Each time, the storm developed all the characteristics we would be looking for in a storm to follow closely out here in the Plains states.
There was a part of me that wanted to be just southeast of where a hook was developing, watching the rotating lowering that was almost certainly developing, marked by radar indication of rotating winds from the surface high into the cloud.
But each of the storms was approaching my parents' home in northeast Arkansas, and all I could do was watch with a sick feeling in my stomach, praying that my parents and my hometown would not be hit by a tornado.
Thankfully, they weren't, but highly visible tornadoes developed with each storm, on May 2 and Saturday, in more rural areas a few miles from where my parents live. No one was killed or injured, and no homes were destroyed in either storm.
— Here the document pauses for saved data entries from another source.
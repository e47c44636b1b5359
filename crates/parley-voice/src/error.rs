use thiserror::Error;

#[derive(Error, Debug)]
pub enum VoiceError {
    #[error("STT error: {0}")]
    Stt(String),

    #[error("Generation error: {0}")]
    Generation(String),

    #[error("TTS error: {0}")]
    Tts(String),

    #[error("Invalid configuration: {0}")]
    Config(String),
}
I breathed a sigh of relief that neither my parents nor my hometown had suffered, fully realizing that other tornadoes on each of those days wreaked death and destruction elsewhere. But I also felt a twinge of longing to have been visiting on those days so I could find somewhere to view the storm.
Such is the strange conflict weather enthusiasts, particularly storm chasers, constantly face: desire to witness meteorological fury, while also fearing what that fury can do, especially as it can affect people and places they hold dear.
It's probably why I developed a trembling fear of storms when I was in elementary school, because I had read extensively at an early age about what tornadoes could do. Somehow, with adolescence, that morphed into a desire to observe severe storms.
Sandy LaCorte, who is the student leader for our 12-member group composed primarily of college and high school students, faced the dichotomy head-on twice in four days.
During her graduation week from the University of North Carolina, Asheville, a roommate's parents were at home when it was heavily damaged by a tornado in Clemmons, N.C., just southwest of Winston-Salem.
Having looked forward to her second consecutive trip with us for months, she said her roommate's family's suffering gave her a new perspective on why she wanted to learn about tornadoes, and apply that learning to her career as a meteorologist.
On the road west on Sunday, she watched on radar as a storm approached her own parents' home near Charlotte. She called family and friends, warning them of the storm that was approaching.
As had been the case with me two days earlier, the storm tracked just south of where her parents lived.
During the four years I have been part of this trip, we have seen at least four tornadoes, but none of them has damaged anything made by human hands.
Most of the storms we see are, more than anything else, just pretty.
That was certainly true on Tuesday and Wednesday, as we watched supercell thunderstorms strut their hour upon the stage over dramatic terrain -- forested ridges of north-central Texas on Tuesday, and the red-rock mesas of western Texas on Wednesday.
We saw lowered cloud bases rotating, just a step or two before the stage that they might produce a tornado. We saw amazing storm structures rarely visible in the eastern United States.
Both times, we were positioned exactly where we wanted to be, just southeast of a developing hook on radar.
And yet, though these storms did little or no damage, someone else was probably viewing the radar with dread, worried about a family or a town that could be in reach of the hook.